* [About this exercise]: Set down all of the data exactly as it appears.

[Collection entries]
+++

//! Records shown on first launch, before any data file exists.

use crate::store::RecordBook;

const SAMPLE_JSON: &str = r#"{
  "persons": [
    {
      "name": "Alex Yeoh",
      "phone": "87438807",
      "level": "Sec 3",
      "class_groups": ["Math", "Physics"],
      "assignments": [
        { "name": "hw1", "class_group": "Math", "marked": true },
        { "name": "hw2", "class_group": "Math" }
      ]
    },
    {
      "name": "Bernice Yu",
      "phone": "99272758",
      "level": "Sec 3",
      "class_groups": ["Math"],
      "assignments": [{ "name": "hw1", "class_group": "Math" }]
    },
    {
      "name": "Charlotte Oliveiro",
      "phone": "93210283",
      "level": "Sec 4",
      "class_groups": ["Chemistry"],
      "assignments": []
    },
    {
      "name": "David Li",
      "phone": "91031282",
      "level": "Sec 4",
      "class_groups": ["Chemistry", "Physics"],
      "assignments": [{ "name": "lab report", "class_group": "Chemistry" }]
    },
    {
      "name": "Irfan Ibrahim",
      "phone": "92492021",
      "level": "Sec 2",
      "class_groups": [],
      "assignments": []
    }
  ]
}"#;

pub fn sample_record_book() -> Result<RecordBook, serde_json::Error> {
    serde_json::from_str(SAMPLE_JSON)
}
use std::cmp::Ordering;
use std::fmt;
use std::hash::{Hash, Hasher};

use once_cell::sync::Lazy;
use regex::Regex;
use serde::{Deserialize, Serialize};

use super::{ClassGroup, FieldError};

static ASSIGNMENT_PATTERN: Lazy<Regex> = Lazy::new(|| {
    Regex::new(r"^[A-Za-z0-9][A-Za-z0-9 \-]*$").expect("assignment pattern compiles")
});

/// A piece of work set for one class group.
///
/// Identity is the pair (class group, name); the `marked` flag is not part of
/// it. A set of assignments therefore holds exactly one entry per name within
/// a class, and toggling the mark means removing the old entry and inserting
/// the re-flagged copy.
///
/// Names are stored lower-cased: `HW1` and `hw1` are the same assignment.
#[derive(Debug, Clone, Serialize, Deserialize)]
#[serde(try_from = "AssignmentRecord", into = "AssignmentRecord")]
pub struct Assignment {
    name: String,
    class_group: ClassGroup,
    marked: bool,
}

impl Assignment {
    /// Builds an unmarked assignment for `class_group`.
    pub fn parse(name: &str, class_group: ClassGroup) -> Result<Self, FieldError> {
        if !ASSIGNMENT_PATTERN.is_match(name) {
            return Err(FieldError::Assignment);
        }
        Ok(Self {
            name: name.to_lowercase(),
            class_group,
            marked: false,
        })
    }

    pub fn name(&self) -> &str {
        &self.name
    }

    pub fn class_group(&self) -> &ClassGroup {
        &self.class_group
    }

    pub fn is_marked(&self) -> bool {
        self.marked
    }

    pub fn marked(&self) -> Self {
        Self {
            marked: true,
            ..self.clone()
        }
    }

    pub fn unmarked(&self) -> Self {
        Self {
            marked: false,
            ..self.clone()
        }
    }

    pub fn with_marked(&self, marked: bool) -> Self {
        if marked {
            self.marked()
        } else {
            self.unmarked()
        }
    }

    /// Stricter than `==`: the mark and the class group's casing must match
    /// as well.
    pub fn is_identical(&self, other: &Assignment) -> bool {
        self == other
            && self.marked == other.marked
            && self.class_group.name() == other.class_group.name()
    }
}

impl PartialEq for Assignment {
    fn eq(&self, other: &Self) -> bool {
        self.class_group == other.class_group && self.name == other.name
    }
}

impl Eq for Assignment {}

impl Hash for Assignment {
    fn hash<H: Hasher>(&self, state: &mut H) {
        self.class_group.hash(state);
        self.name.hash(state);
    }
}

impl PartialOrd for Assignment {
    fn partial_cmp(&self, other: &Self) -> Option<Ordering> {
        Some(self.cmp(other))
    }
}

impl Ord for Assignment {
    fn cmp(&self, other: &Self) -> Ordering {
        self.class_group
            .cmp(&other.class_group)
            .then_with(|| self.name.cmp(&other.name))
    }
}

impl fmt::Display for Assignment {
    fn fmt(&self, f: &mut fmt::Formatter<'_>) -> fmt::Result {
        let status = if self.marked { "x" } else { " " };
        write!(f, "[{}] {} ({})", status, self.name, self.class_group.name())
    }
}

/// Serialized form of an [`Assignment`].
#[derive(Debug, Clone, Serialize, Deserialize)]
struct AssignmentRecord {
    name: String,
    class_group: String,
    #[serde(default)]
    marked: bool,
}

impl TryFrom<AssignmentRecord> for Assignment {
    type Error = FieldError;

    fn try_from(record: AssignmentRecord) -> Result<Self, Self::Error> {
        let class_group = ClassGroup::parse(&record.class_group)?;
        Ok(Self::parse(&record.name, class_group)?.with_marked(record.marked))
    }
}

impl From<Assignment> for AssignmentRecord {
    fn from(assignment: Assignment) -> Self {
        Self {
            name: assignment.name,
            class_group: assignment.class_group.into(),
            marked: assignment.marked,
        }
    }
}

#[cfg(test)]
mod tests {
    use super::*;

    fn math() -> ClassGroup {
        ClassGroup::parse("Math").unwrap()
    }

    #[test]
    fn test_name_is_lowercased() {
        let assignment = Assignment::parse("HW1", math()).unwrap();
        assert_eq!(assignment.name(), "hw1");
        assert!(!assignment.is_marked());
    }

    #[test]
    fn test_equality_ignores_marked_flag() {
        let assignment = Assignment::parse("hw1", math()).unwrap();
        assert_eq!(assignment, assignment.marked());
        assert_eq!(assignment.cmp(&assignment.marked()), Ordering::Equal);
    }

    #[test]
    fn test_is_identical_sees_marked_flag() {
        let assignment = Assignment::parse("hw1", math()).unwrap();
        assert!(assignment.is_identical(&Assignment::parse("HW1", math()).unwrap()));
        assert!(!assignment.is_identical(&assignment.marked()));
        assert!(assignment.is_identical(&assignment.marked().unmarked()));
    }

    #[test]
    fn test_equality_includes_class_group() {
        let math_hw = Assignment::parse("hw1", math()).unwrap();
        let science_hw = Assignment::parse("hw1", ClassGroup::parse("Science").unwrap()).unwrap();
        assert_ne!(math_hw, science_hw);
    }

    #[test]
    fn test_mark_is_idempotent() {
        let assignment = Assignment::parse("hw1", math()).unwrap();
        let once = assignment.marked();
        let twice = once.marked();
        assert!(twice.is_marked());
        assert_eq!(once.is_marked(), twice.is_marked());

        let unmarked = twice.unmarked().unmarked();
        assert!(!unmarked.is_marked());
        assert_eq!(unmarked, assignment);
    }

    #[test]
    fn test_round_trips_marked_flag_through_json() {
        let assignment = Assignment::parse("hw1", math()).unwrap().marked();
        let json = serde_json::to_string(&assignment).unwrap();
        let restored: Assignment = serde_json::from_str(&json).unwrap();
        assert!(restored.is_marked());
        assert_eq!(restored.class_group().name(), "Math");
    }

    #[test]
    fn test_rejects_invalid_name() {
        assert_eq!(
            Assignment::parse(" hw", math()).unwrap_err(),
            FieldError::Assignment
        );
    }
}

+++

* [Result of this task]:
//! Records shown on first launch, before any data file exists.

use crate::store::RecordBook;

const SAMPLE_JSON: &str = r#"{
  "persons": [
    {
      "name": "Alex Yeoh",
      "phone": "87438807",
      "level": "Sec 3",
      "class_groups": ["Math", "Physics"],
      "assignments": [
        { "name": "hw1", "class_group": "Math", "marked": true },
        { "name": "hw2", "class_group": "Math" }
      ]
    },
    {
      "name": "Bernice Yu",
      "phone": "99272758",
      "level": "Sec 3",
      "class_groups": ["Math"],
      "assignments": [{ "name": "hw1", "class_group": "Math" }]
    },
    {
      "name": "Charlotte Oliveiro",
      "phone": "93210283",
      "level": "Sec 4",
      "class_groups": ["Chemistry"],
      "assignments": []
    },
    {
      "name": "David Li",
      "phone": "91031282",
      "level": "Sec 4",
      "class_groups": ["Chemistry", "Physics"],
      "assignments": [{ "name": "lab report", "class_group": "Chemistry" }]
    },
    {
      "name": "Irfan Ibrahim",
      "phone": "92492021",
      "level": "Sec 2",
      "class_groups": [],
      "assignments": []
    }
  ]
}"#;

pub fn sample_record_book() -> Result<RecordBook, serde_json::Error> {
    serde_json::from_str(SAMPLE_JSON)
}
use std::cmp::Ordering;
use std::fmt;
use std::hash::{Hash, Hasher};

use once_cell::sync::Lazy;
use regex::Regex;
use serde::{Deserialize, Serialize};

use super::{ClassGroup, FieldError};

static ASSIGNMENT_PATTERN: Lazy<Regex> = Lazy::new(|| {
    Regex::new(r"^[A-Za-z0-9][A-Za-z0-9 \-]*$").expect("assignment pattern compiles")
});

/// A piece of work set for one class group.
///
/// Identity is the pair (class group, name); the `marked` flag is not part of
/// it. A set of assignments therefore holds exactly one entry per name within
/// a class, and toggling the mark means removing the old entry and inserting
/// the re-flagged copy.
///
/// Names are stored lower-cased: `HW1` and `hw1` are the same assignment.
#[derive(Debug, Clone, Serialize, Deserialize)]
#[serde(try_from = "AssignmentRecord", into = "AssignmentRecord")]
pub struct Assignment {
    name: String,
    class_group: ClassGroup,
    marked: bool,
}

impl Assignment {
    /// Builds an unmarked assignment for `class_group`.
    pub fn parse(name: &str, class_group: ClassGroup) -> Result<Self, FieldError> {
        if !ASSIGNMENT_PATTERN.is_match(name) {
            return Err(FieldError::Assignment);
        }
        Ok(Self {
            name: name.to_lowercase(),
            class_group,
            marked: false,
        })
    }

    pub fn name(&self) -> &str {
        &self.name
    }

    pub fn class_group(&self) -> &ClassGroup {
        &self.class_group
    }

    pub fn is_marked(&self) -> bool {
        self.marked
    }

    pub fn marked(&self) -> Self {
        Self {
            marked: true,
            ..self.clone()
        }
    }

    pub fn unmarked(&self) -> Self {
        Self {
            marked: false,
            ..self.clone()
        }
    }

    pub fn with_marked(&self, marked: bool) -> Self {
        if marked {
            self.marked()
        } else {
            self.unmarked()
        }
    }

    /// Stricter than `==`: the mark and the class group's casing must match
    /// as well.
    pub fn is_identical(&self, other: &Assignment) -> bool {
        self == other
            && self.marked == other.marked
            && self.class_group.name() == other.class_group.name()
    }
}

impl PartialEq for Assignment {
    fn eq(&self, other: &Self) -> bool {
        self.class_group == other.class_group && self.name == other.name
    }
}

impl Eq for Assignment {}

impl Hash for Assignment {
    fn hash<H: Hasher>(&self, state: &mut H) {
        self.class_group.hash(state);
        self.name.hash(state);
    }
}

impl PartialOrd for Assignment {
    fn partial_cmp(&self, other: &Self) -> Option<Ordering> {
        Some(self.cmp(other))
    }
}

impl Ord for Assignment {
    fn cmp(&self, other: &Self) -> Ordering {
        self.class_group
            .cmp(&other.class_group)
            .then_with(|| self.name.cmp(&other.name))
    }
}

impl fmt::Display for Assignment {
    fn fmt(&self, f: &mut fmt::Formatter<'_>) -> fmt::Result {
        let status = if self.marked { "x" } else { " " };
        write!(f, "[{}] {} ({})", status, self.name, self.class_group.name())
    }
}

/// Serialized form of an [`Assignment`].
#[derive(Debug, Clone, Serialize, Deserialize)]
struct AssignmentRecord {
    name: String,
    class_group: String,
    #[serde(default)]
    marked: bool,
}

impl TryFrom<AssignmentRecord> for Assignment {
    type Error = FieldError;

    fn try_from(record: AssignmentRecord) -> Result<Self, Self::Error> {
        let class_group = ClassGroup::parse(&record.class_group)?;
        Ok(Self::parse(&record.name, class_group)?.with_marked(record.marked))
    }
}

impl From<Assignment> for AssignmentRecord {
    fn from(assignment: Assignment) -> Self {
        Self {
            name: assignment.name,
            class_group: assignment.class_group.into(),
            marked: assignment.marked,
        }
    }
}

#[cfg(test)]
mod tests {
    use super::*;

    fn math() -> ClassGroup {
        ClassGroup::parse("Math").unwrap()
    }

    #[test]
    fn test_name_is_lowercased() {
        let assignment = Assignment::parse("HW1", math()).unwrap();
        assert_eq!(assignment.name(), "hw1");
        assert!(!assignment.is_marked());
    }

    #[test]
    fn test_equality_ignores_marked_flag() {
        let assignment = Assignment::parse("hw1", math()).unwrap();
        assert_eq!(assignment, assignment.marked());
        assert_eq!(assignment.cmp(&assignment.marked()), Ordering::Equal);
    }

    #[test]
    fn test_is_identical_sees_marked_flag() {
        let assignment = Assignment::parse("hw1", math()).unwrap();
        assert!(assignment.is_identical(&Assignment::parse("HW1", math()).unwrap()));
        assert!(!assignment.is_identical(&assignment.marked()));
        assert!(assignment.is_identical(&assignment.marked().unmarked()));
    }

    #[test]
    fn test_equality_includes_class_group() {
        let math_hw = Assignment::parse("hw1", math()).unwrap();
        let science_hw = Assignment::parse("hw1", ClassGroup::parse("Science").unwrap()).unwrap();
        assert_ne!(math_hw, science_hw);
    }

    #[test]
    fn test_mark_is_idempotent() {
        let assignment = Assignment::parse("hw1", math()).unwrap();
        let once = assignment.marked();
        let twice = once.marked();
        assert!(twice.is_marked());
        assert_eq!(once.is_marked(), twice.is_marked());

        let unmarked = twice.unmarked().unmarked();
        assert!(!unmarked.is_marked());
        assert_eq!(unmarked, assignment);
    }

    #[test]
    fn test_round_trips_marked_flag_through_json() {
        let assignment = Assignment::parse("hw1", math()).unwrap().marked();
        let json = serde_json::to_string(&assignment).unwrap();
        let restored: Assignment = serde_json::from_str(&json).unwrap();
        assert!(restored.is_marked());
        assert_eq!(restored.class_group().name(), "Math");
    }

    #[test]
    fn test_rejects_invalid_name() {
        assert_eq!(
            Assignment::parse(" hw", math()).unwrap_err(),
            FieldError::Assignment
        );
    }
}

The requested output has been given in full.